Ci deve essere un passaggio dentro e nel mezzo, non più segreto, che dice che un Dio che può tutto in realtà non esiste, perché dopo aver visto la macellazione di corpi da una bomba, come può permettere questo strazio?
Ma ho bevuto nelle tazze scottanti di the. Mangiato nello stesso piatto il loro riso, gambe incrociate. Ascoltato le loro battute. Stata ai loro scherzi. Invidiato il loro rilassarsi. Pizzicato con indice e pollice il pesce dall’unico piatto. Mi sono fatta baciare quattro volte. Guardato i loro telegiornali senza censura al momento delle prime scintille della Primavera Araba. Ho litigato vociando in casa loro. Ma sono stata abbracciata e calmata con un pranzo sulla stuoia. Mi hanno portato tutte le mattine la colazione e un sorriso. Mi hanno portato sul palmo della loro mano come una cosa intoccabile da salvaguardare, anche quando il megafono chiamava. Appoggiato la guancia sulla fronte. Mi hanno chiesto scusa per esser sé stessi. Mi hanno insegnato ed io ho imparato. Ho imparato la compassione, la calma, l’abitudine. Mi hanno insegnato a comprendere anche davanti alle frustrazioni. Il senso della famiglia. Ho imparato che chi si inginocchia davanti a un terriccio s’inginocchia dinanzi la porta del Paradiso.

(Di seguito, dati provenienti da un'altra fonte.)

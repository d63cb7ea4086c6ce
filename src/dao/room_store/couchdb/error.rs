//! Error types shared by the CouchDB storage implementation.

use reqwest::StatusCode;
use thiserror::Error;

/// Convenient result alias returning [`CouchDaoError`] failures.
pub type CouchResult<T> = Result<T, CouchDaoError>;

/// Failures that can occur while interacting with CouchDB.
#[derive(Debug, Error)]
pub enum CouchDaoError {
    /// Required environment variable is missing.
    #[error("missing CouchDB environment variable `{var}`")]
    MissingEnvVar { var: &'static str },
    /// Building the HTTP client failed (invalid TLS setup, etc).
    #[error("failed to build CouchDB client")]
    ClientBuilder {
        #[source]
        source: reqwest::Error,
    },
    /// CouchDB rejected a GET against the target database.
    #[error("failed to query CouchDB database `{database}`")]
    DatabaseQuery {
        database: String,
        #[source]
        source: reqwest::Error,
    },
    /// CouchDB rejected a database creation request.
    #[error("failed to create CouchDB database `{database}`")]
    DatabaseCreate {
        database: String,
        #[source]
        source: reqwest::Error,
    },
    /// CouchDB returned an unexpected status code for a database operation.
    #[error("unexpected CouchDB database response status {status} for `{database}`")]
    DatabaseStatus {
        database: String,
        status: StatusCode,
    },
    /// A request to a document endpoint could not be sent.
    #[error("failed to send CouchDB request to `{path}`")]
    RequestSend {
        path: String,
        #[source]
        source: reqwest::Error,
    },
    /// CouchDB returned an unexpected status code for a document endpoint.
    #[error("unexpected CouchDB response status {status} for `{path}`")]
    RequestStatus { path: String, status: StatusCode },
    /// Response payload could not be parsed into JSON.
    #[error("failed to decode CouchDB response for `{path}`")]
    DecodeResponse {
        path: String,
        #[source]
        source: reqwest::Error,
    },
    /// Concurrent writers kept bumping the revision under us.
    #[error("gave up writing `{path}` after {attempts} revision conflicts")]
    RevisionConflict { path: String, attempts: u32 },
}
use feud_back::services::documentation::ApiDoc;
use utoipa::OpenApi;

fn main() -> Result<(), serde_json::Error> {
    let doc = ApiDoc::openapi();
    println!("{}", doc.to_pretty_json()?);
    Ok(())
}
use tracing::warn;

use crate::{dto::health::HealthResponse, state::SharedState};

/// Respond with a static health payload while logging connectivity issues.
pub async fn health_status(state: &SharedState) -> HealthResponse {
    match state.require_room_store().await {
        Ok(store) => {
            if let Err(err) = store.health_check().await {
                warn!(error = %err, "room store health check failed");
            }
        }
        Err(_) => warn!("room store unavailable (degraded mode)"),
    }

    HealthResponse::from(state.is_degraded())
}
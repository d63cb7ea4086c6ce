use std::{future::Future, sync::Arc, time::Duration};

use tokio::time::sleep;
use tracing::{info, warn};

use crate::{
    dao::{room_store::RoomStore, storage::StorageError},
    state::SharedState,
};

const INITIAL_DELAY: Duration = Duration::from_millis(1_000);
const MAX_DELAY: Duration = Duration::from_secs(10);
const HEALTH_POLL_INTERVAL: Duration = Duration::from_secs(5);
const MAX_RECONNECT_ATTEMPTS: u32 = 3;

/// Connect to the room store and keep the shared state in degraded mode while it is unavailable.
pub async fn run<F, Fut>(state: SharedState, mut connect: F)
where
    F: FnMut() -> Fut + Send + 'static,
    Fut: Future<Output = Result<Arc<dyn RoomStore>, StorageError>> + Send,
{
    let mut delay = INITIAL_DELAY;

    loop {
        match connect().await {
            Ok(store) => {
                state.set_room_store(store.clone()).await;
                info!("room store connection established; leaving degraded mode");
                delay = INITIAL_DELAY;

                if !watch_health(&state, store.as_ref()).await {
                    warn!("exhausted room store reconnect attempts; staying in degraded mode");
                }

                sleep(delay).await;
                delay = (delay * 2).min(MAX_DELAY);
            }
            Err(err) => {
                warn!(error = %err, "room store connection attempt failed");
                sleep(delay).await;
                delay = (delay * 2).min(MAX_DELAY);
            }
        }
    }
}

/// Poll the store until it stays unreachable after [`MAX_RECONNECT_ATTEMPTS`]; returns false then.
async fn watch_health(state: &SharedState, store: &dyn RoomStore) -> bool {
    loop {
        match store.health_check().await {
            Ok(()) => {
                if state.is_degraded() {
                    info!("room store healthy again; leaving degraded mode");
                    state.update_degraded(false);
                }
                sleep(HEALTH_POLL_INTERVAL).await;
            }
            Err(err) => {
                warn!(error = %err, "room store health check failed");
                if !reconnect(state, store).await {
                    return false;
                }
                state.update_degraded(false);
                sleep(HEALTH_POLL_INTERVAL).await;
            }
        }
    }
}

async fn reconnect(state: &SharedState, store: &dyn RoomStore) -> bool {
    let mut reconnect_delay = INITIAL_DELAY;

    for attempt in 0..MAX_RECONNECT_ATTEMPTS {
        match store.try_reconnect().await {
            Ok(()) => {
                info!(attempt, "room store reconnection succeeded after health check failure");
                return true;
            }
            Err(reconnect_err) => {
                if attempt == 0 {
                    warn!(
                        attempt, error = %reconnect_err,
                        "room store reconnect first attempt failed; entering degraded mode"
                    );
                    state.update_degraded(true);
                } else {
                    warn!(attempt, error = %reconnect_err, "room store reconnect attempt failed");
                }
                sleep(reconnect_delay).await;
                reconnect_delay = (reconnect_delay * 2).min(MAX_DELAY);
            }
        }
    }

    false
}
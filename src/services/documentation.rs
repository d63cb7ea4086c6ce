use utoipa::OpenApi;

#[derive(OpenApi)]
/// Aggregated OpenAPI specification for Feud Back.
#[openapi(
    paths(
        crate::routes::health::healthcheck,
        crate::routes::rooms::create_room,
        crate::routes::rooms::join_room,
        crate::routes::rooms::get_room,
        crate::routes::rooms::submit_action,
        crate::routes::rooms::set_paused,
        crate::routes::rooms::leave_room,
        crate::routes::rooms::current_session,
        crate::routes::events::room_stream,
    ),
    components(
        schemas(
            crate::dto::health::HealthResponse,
            crate::dto::health::HealthStatus,
            crate::dto::room::CreateRoomRequest,
            crate::dto::room::JoinRoomRequest,
            crate::dto::room::SessionResponse,
            crate::dto::room::SubmitActionRequest,
            crate::dto::room::PauseRequest,
            crate::dto::room::PauseResponse,
            crate::dto::room::LeaveRequest,
            crate::dto::sse::CueEvent,
            crate::dto::sse::StealStartedEvent,
            crate::state::room::GameRoom,
            crate::state::room::GameState,
            crate::state::room::Team,
            crate::state::room::User,
            crate::state::room::Question,
            crate::state::room::Answer,
            crate::state::reducer::Cue,
        )
    ),
    tags(
        (name = "health", description = "Health check endpoints"),
        (name = "rooms", description = "Room lifecycle and game actions"),
        (name = "sse", description = "Server-sent events streams"),
    )
)]
pub struct ApiDoc;
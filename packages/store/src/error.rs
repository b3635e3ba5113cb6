//! Store error types
//!
//! Every repository method returns [`StoreResult`]. Constraint failures
//! raised by PostgreSQL are classified by SQLSTATE into dedicated
//! variants carrying the constraint name, so callers can match on what
//! went wrong instead of parsing driver messages.

use thiserror::Error;
use tuneswipe_shared_config::ConfigError;

/// PostgreSQL SQLSTATE codes for integrity constraint violations (class 23)
const UNIQUE_VIOLATION: &str = "23505";
const FOREIGN_KEY_VIOLATION: &str = "23503";
const CHECK_VIOLATION: &str = "23514";

/// Errors surfaced by the data store
#[derive(Error, Debug)]
pub enum StoreError {
    /// A row the operation requires does not exist
    #[error("{entity} not found: {id}")]
    NotFound {
        entity: &'static str,
        id: String,
    },

    /// A unique constraint rejected the write
    #[error("unique constraint violated: {constraint}")]
    UniqueViolation { constraint: String },

    /// A foreign key constraint rejected the write
    #[error("foreign key constraint violated: {constraint}")]
    ForeignKeyViolation { constraint: String },

    /// A check constraint rejected the write
    #[error("check constraint violated: {constraint}")]
    CheckViolation { constraint: String },

    /// Input rejected before reaching the database
    #[error("invalid input: {0}")]
    InvalidInput(String),

    /// Configuration rejected before connecting
    #[error(transparent)]
    Config(#[from] ConfigError),

    /// Any other database error
    #[error("database error: {0}")]
    Database(sqlx::Error),

    /// Migration failure
    #[error("migration error: {0}")]
    Migration(#[from] sqlx::migrate::MigrateError),
}

/// Result type for store operations
pub type StoreResult<T> = Result<T, StoreError>;

impl StoreError {
    /// Build a [`StoreError::NotFound`] for the given entity and key
    pub fn not_found(entity: &'static str, id: impl ToString) -> Self {
        Self::NotFound {
            entity,
            id: id.to_string(),
        }
    }

    /// True when the error is a missing-row error
    pub fn is_not_found(&self) -> bool {
        matches!(self, Self::NotFound { .. })
    }

    /// True when the error is a unique constraint violation
    pub fn is_unique_violation(&self) -> bool {
        matches!(self, Self::UniqueViolation { .. })
    }

    /// True when the error is a foreign key violation
    pub fn is_foreign_key_violation(&self) -> bool {
        matches!(self, Self::ForeignKeyViolation { .. })
    }
}

/// Map a SQLSTATE code and constraint name to a classified variant
fn classify(code: &str, constraint: Option<&str>) -> Option<StoreError> {
    let constraint = constraint.unwrap_or("unknown").to_string();
    match code {
        UNIQUE_VIOLATION => Some(StoreError::UniqueViolation { constraint }),
        FOREIGN_KEY_VIOLATION => Some(StoreError::ForeignKeyViolation { constraint }),
        CHECK_VIOLATION => Some(StoreError::CheckViolation { constraint }),
        _ => None,
    }
}

impl From<sqlx::Error> for StoreError {
    fn from(err: sqlx::Error) -> Self {
        if let sqlx::Error::Database(db_err) = &err {
            if let Some(code) = db_err.code() {
                if let Some(classified) = classify(&code, db_err.constraint()) {
                    return classified;
                }
            }
        }
        Self::Database(err)
    }
}

#[cfg(test)]
mod tests {
    use super::*;
    use assert_matches::assert_matches;
    use rstest::rstest;

    #[rstest]
    #[case("users_email_key")]
    #[case("likes_user_id_social_post_id_key")]
    fn test_classify_unique_violation(#[case] name: &str) {
        let err = classify("23505", Some(name)).unwrap();
        assert_matches!(err, StoreError::UniqueViolation { ref constraint } if constraint == name);
        assert!(err.is_unique_violation());
    }

    #[test]
    fn test_classify_foreign_key_violation() {
        let err = classify("23503", Some("playlists_user_id_fkey")).unwrap();
        assert_matches!(err, StoreError::ForeignKeyViolation { ref constraint }
            if constraint == "playlists_user_id_fkey");
        assert!(err.is_foreign_key_violation());
    }

    #[test]
    fn test_classify_check_violation() {
        let err = classify("23514", Some("follows_no_self_follow")).unwrap();
        assert_matches!(err, StoreError::CheckViolation { ref constraint }
            if constraint == "follows_no_self_follow");
    }

    #[test]
    fn test_classify_missing_constraint_name() {
        let err = classify("23505", None).unwrap();
        assert_matches!(err, StoreError::UniqueViolation { ref constraint }
            if constraint == "unknown");
    }

    #[rstest]
    #[case("23502")]
    #[case("42P01")]
    #[case("08006")]
    fn test_classify_passes_through_other_codes(#[case] code: &str) {
        assert!(classify(code, None).is_none());
    }

    #[test]
    fn test_not_found_display() {
        let err = StoreError::not_found("playlist", "6d1a0f76-3b56-4a3f-9b66-0573a01a2c1b");
        assert!(err.is_not_found());
        assert_eq!(
            err.to_string(),
            "playlist not found: 6d1a0f76-3b56-4a3f-9b66-0573a01a2c1b"
        );
    }

    #[test]
    fn test_row_not_found_stays_database_error() {
        let err: StoreError = sqlx::Error::RowNotFound.into();
        assert_matches!(err, StoreError::Database(_));
    }
}
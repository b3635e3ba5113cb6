//! Swipe models
//!
//! A swipe records one user's verdict on one song. The pair is unique;
//! swiping again replaces the stored direction.

use serde::{Deserialize, Serialize};
use sqlx::FromRow;
use uuid::Uuid;

/// Swipe verdict enum matching the PostgreSQL swipe_direction type
#[derive(Debug, Clone, Copy, PartialEq, Eq, Serialize, Deserialize, sqlx::Type)]
#[sqlx(type_name = "swipe_direction", rename_all = "lowercase")]
#[serde(rename_all = "lowercase")]
pub enum SwipeDirection {
    Liked,
    Disliked,
}

impl std::fmt::Display for SwipeDirection {
    fn fmt(&self, f: &mut std::fmt::Formatter<'_>) -> std::fmt::Result {
        match self {
            Self::Liked => write!(f, "liked"),
            Self::Disliked => write!(f, "disliked"),
        }
    }
}

/// Swipe record from the swipe_actions table
#[derive(Debug, Clone, FromRow, Serialize)]
pub struct SwipeAction {
    /// Unique swipe identifier
    pub id: Uuid,

    /// The stored verdict
    pub action: SwipeDirection,

    /// User who swiped
    pub user_id: Uuid,

    /// Song that was swiped
    pub song_id: Uuid,
}

/// Input for recording a swipe
#[derive(Debug, Clone, Serialize, Deserialize)]
pub struct NewSwipe {
    pub song_id: Uuid,
    pub action: SwipeDirection,
}

/// Per-user verdict tally, zero-filled for directions never used
#[derive(Debug, Clone, Default, Serialize)]
pub struct SwipeSummary {
    pub liked: i64,
    pub disliked: i64,
}

impl SwipeSummary {
    /// Total swipes recorded for the user
    pub fn total(&self) -> i64 {
        self.liked + self.disliked
    }
}

#[cfg(test)]
mod tests {
    use super::*;

    #[test]
    fn test_swipe_direction_serde() {
        assert_eq!(
            serde_json::to_string(&SwipeDirection::Liked).unwrap(),
            r#""liked""#
        );
        assert_eq!(
            serde_json::from_str::<SwipeDirection>(r#""disliked""#).unwrap(),
            SwipeDirection::Disliked
        );
    }

    #[test]
    fn test_swipe_direction_display() {
        assert_eq!(SwipeDirection::Liked.to_string(), "liked");
        assert_eq!(SwipeDirection::Disliked.to_string(), "disliked");
    }

    #[test]
    fn test_swipe_summary_total() {
        let summary = SwipeSummary {
            liked: 12,
            disliked: 30,
        };
        assert_eq!(summary.total(), 42);
        assert_eq!(SwipeSummary::default().total(), 0);
    }
}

E no, non c’è spazio, modo, non c’è proprio tempo per pensare a curare l’educazione dell’odio.
Non ho fede, io non ho un credo, Dio non esiste io ne ho la certezza, ma rispetto chi invece a dispetto di quest’era moderna, moderna anche nel combattere, ci crede ancora.

23/03/2016

2 pensieri riguardo “DOPO IL 22 MARZO”

  1. Mi dispiace che tu abbia solo appreso: sarebbe stato più equo che tu avessi anche insegnato loro ciò che di bello esiste nella nostra civiltà, nel nostro modo di consumare il cibo, nel nostro modo di baciare, nel nostro modo di pregare (anche se tu non credi, ma loro sì), nel nostro modo di pensare alla bellezza e all’arte.